Ok. I took a look at the book via the link provided by the OP. As I suspected to some extent the inequality they are using is actually the familiar one $$ X^TMY\le \lambda_{max}|X|\cdot |Y|, $$ but they have bungled up the presentation by adding an errorneous intermediate step that may easily confuse the reader. The ingredients are the following. $M$ is, indeed, a symmetric real matrix. The symmetricity is not listed in the statement of this Lemma, but holds for all the matrices $M(f)$ defined earlier. I can only assume that this is an omission, for otherwise it should be easy to find counterexamples. Anyway, $\lambda_{max}$ is the magnitude of the largest eigenvalue (i.e. the largest absolute value). Given this (assuming that it matches with all the uses of this result), the proof is easy.
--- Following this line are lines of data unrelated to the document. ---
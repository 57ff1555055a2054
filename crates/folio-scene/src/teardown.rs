//! Unmount from outside the app
//!
//! The host holds a [`TeardownSignal`] clone. Once it is raised the next
//! frame disposes every avatar controller, then the viewport session, and
//! drops the app to reactive updates.

use std::sync::atomic::{AtomicBool, Ordering};
use std::sync::Arc;

use bevy::prelude::*;
use bevy::winit::WinitSettings;
use tracing::info;

use crate::avatar::Avatar;
use crate::viewport::ViewportSession;

#[derive(Resource, Clone, Default, Debug)]
pub struct TeardownSignal(Arc<AtomicBool>);

impl TeardownSignal {
    pub fn new() -> Self {
        Self::default()
    }

    pub fn request(&self) {
        self.0.store(true, Ordering::SeqCst);
    }

    pub fn is_requested(&self) -> bool {
        self.0.load(Ordering::SeqCst)
    }
}

pub struct TeardownPlugin;

impl Plugin for TeardownPlugin {
    fn build(&self, app: &mut App) {
        app.init_resource::<TeardownSignal>()
            .add_systems(Last, teardown_on_signal);
    }
}

fn teardown_on_signal(
    mut commands: Commands,
    signal: Res<TeardownSignal>,
    session: Option<Res<ViewportSession>>,
    mut avatars: Query<&mut Avatar>,
    winit_settings: Option<ResMut<WinitSettings>>,
) {
    if !signal.is_requested() {
        return;
    }
    let Some(session) = session else { return };

    for mut avatar in &mut avatars {
        avatar.controller_mut().dispose();
    }
    session.dispose(&mut commands);

    if let Some(mut winit_settings) = winit_settings {
        *winit_settings = WinitSettings::desktop_app();
    }
    info!("Avatar scene torn down");
}

#[cfg(test)]
mod tests {
    use super::*;

    #[test]
    fn test_signal_is_shared() {
        let signal = TeardownSignal::new();
        let host = signal.clone();
        assert!(!signal.is_requested());
        host.request();
        assert!(signal.is_requested());
    }
}
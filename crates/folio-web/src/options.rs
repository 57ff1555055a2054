//! Mount options passed from the page

use serde::Deserialize;

use folio_core::{AvatarProfile, ProfileError};

/// JSON options for `mount`, all optional:
///
/// ```json
/// { "profile": "lounge", "assetRoot": "/static" }
/// ```
///
/// `profileConfig` may carry a complete profile instead of a built-in name.
#[derive(Debug, Clone, Default, Deserialize)]
#[serde(default, rename_all = "camelCase")]
pub struct MountOptions {
    pub profile: Option<String>,
    pub profile_config: Option<AvatarProfile>,
    pub asset_root: Option<String>,
}

impl MountOptions {
    pub fn from_json(json: Option<&str>) -> Result<Self, ProfileError> {
        match json.map(str::trim) {
            None | Some("") => Ok(Self::default()),
            Some(json) => Ok(serde_json::from_str(json)?),
        }
    }

    /// Inline profile, then the named one, then `?profile=`, then `pedestal`
    pub fn resolve_profile(&self, query: Option<&str>) -> Result<AvatarProfile, ProfileError> {
        if let Some(profile) = &self.profile_config {
            profile.validate()?;
            return Ok(profile.clone());
        }
        let name = self
            .profile
            .as_deref()
            .or(query)
            .unwrap_or("pedestal");
        AvatarProfile::builtin(name)
    }
}

/// `?profile=` from the page URL
#[cfg(target_arch = "wasm32")]
pub fn query_profile() -> Option<String> {
    let window = web_sys::window()?;
    let location = window.location().href().ok()?;
    let url = web_sys::Url::new(&location).ok()?;
    url.search_params().get("profile")
}

#[cfg(not(target_arch = "wasm32"))]
pub fn query_profile() -> Option<String> {
    None
}
//! Folio Core - Avatar state machine and supporting types
//!
//! This crate holds everything about the portfolio avatar that does not
//! need a renderer:
//! - Animation states and the per-profile transition table
//! - Cancellable single-shot timers driven by frame deltas
//! - Monotonic asset load progress
//! - Explicit listener registration for controller events
//! - Scroll-driven section highlighting for the page navigation

pub mod controller;
pub mod error;
pub mod listener;
pub mod navigation;
pub mod profile;
pub mod progress;
pub mod state;
pub mod timer;

pub use controller::{AvatarController, ControllerEvent, Phase, Transition};
pub use error::{AssetLoadFailure, ProfileError};
pub use listener::{ListenerId, Listeners};
pub use navigation::{MobileNav, Section, SectionTracker};
pub use profile::{AvatarProfile, CameraFraming, StageSpec};
pub use progress::LoadProgress;
pub use state::{AvatarState, StateSpec, TimerRule, Trigger};
pub use timer::TimerSlot;
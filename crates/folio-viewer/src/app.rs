//! Bevy application setup for the desktop preview

use bevy::prelude::*;
use bevy::window::WindowResolution;
use bevy::winit::WinitSettings;
use bevy_egui::EguiPlugin;
use bevy_picking::{prelude::MeshPickingPlugin, DefaultPickingPlugins};

use folio_scene::{AvatarConfig, AvatarScenePlugin, AvatarSourcePlugin, TeardownSignal};

use crate::config::ViewerConfig;

/// Run the viewer until its window closes
pub fn run(viewer: &ViewerConfig, avatar: AvatarConfig) -> AppExit {
    App::new()
        .insert_resource(ClearColor(Color::srgb(0.12, 0.12, 0.14)))
        .insert_resource(WinitSettings::default())
        .insert_resource(avatar)
        .insert_resource(TeardownSignal::new())
        // Must come before DefaultPlugins so the asset server picks up `avatar://`
        .add_plugins(AvatarSourcePlugin)
        .add_plugins(
            DefaultPlugins
                .set(WindowPlugin {
                    primary_window: Some(Window {
                        title: viewer.title.clone(),
                        resolution: WindowResolution::new(viewer.width, viewer.height),
                        ..default()
                    }),
                    ..default()
                })
                .set(AssetPlugin {
                    meta_check: bevy::asset::AssetMetaCheck::Never,
                    ..default()
                }),
        )
        .add_plugins(DefaultPickingPlugins)
        .add_plugins(MeshPickingPlugin)
        .add_plugins(EguiPlugin::default())
        .add_plugins(AvatarScenePlugin)
        .add_systems(Update, unmount_on_escape)
        .run()
}

/// Escape tears the scene down the same way the web handle does
fn unmount_on_escape(keyboard: Res<ButtonInput<KeyCode>>, teardown: Res<TeardownSignal>) {
    if keyboard.just_pressed(KeyCode::Escape) && !teardown.is_requested() {
        tracing::info!("Escape pressed, unmounting avatar");
        teardown.request();
    }
}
Because $M$ is real and symmetric, its eigenvalues are all real, and we can find an orthonormal set of eigenvectors $\{\vec{x}_1,\ldots,\vec{x}_n\}$ such that $M\vec{x}_i=\lambda_i\vec{x}_i$. We can write $Y$ using this eigenbasis as follows $Y=\sum_i b_i\vec{x}_i$, so $MY=\sum_i b_iM\vec{x}_i=\sum_i \lambda_ib_i\vec{x}_i$. Then by Cauchy-Schwarz we get $$ X^TMY=\langle X, MY\rangle\le |X||\sum_i \lambda_ib_i\vec{x}_i|= |X|\sqrt{\sum_i \lambda_i^2b_i^2}\le|X|\lambda_{max}\sqrt{\sum_i b_i^2}=\lambda_{max}|X||Y|, $$ as claimed.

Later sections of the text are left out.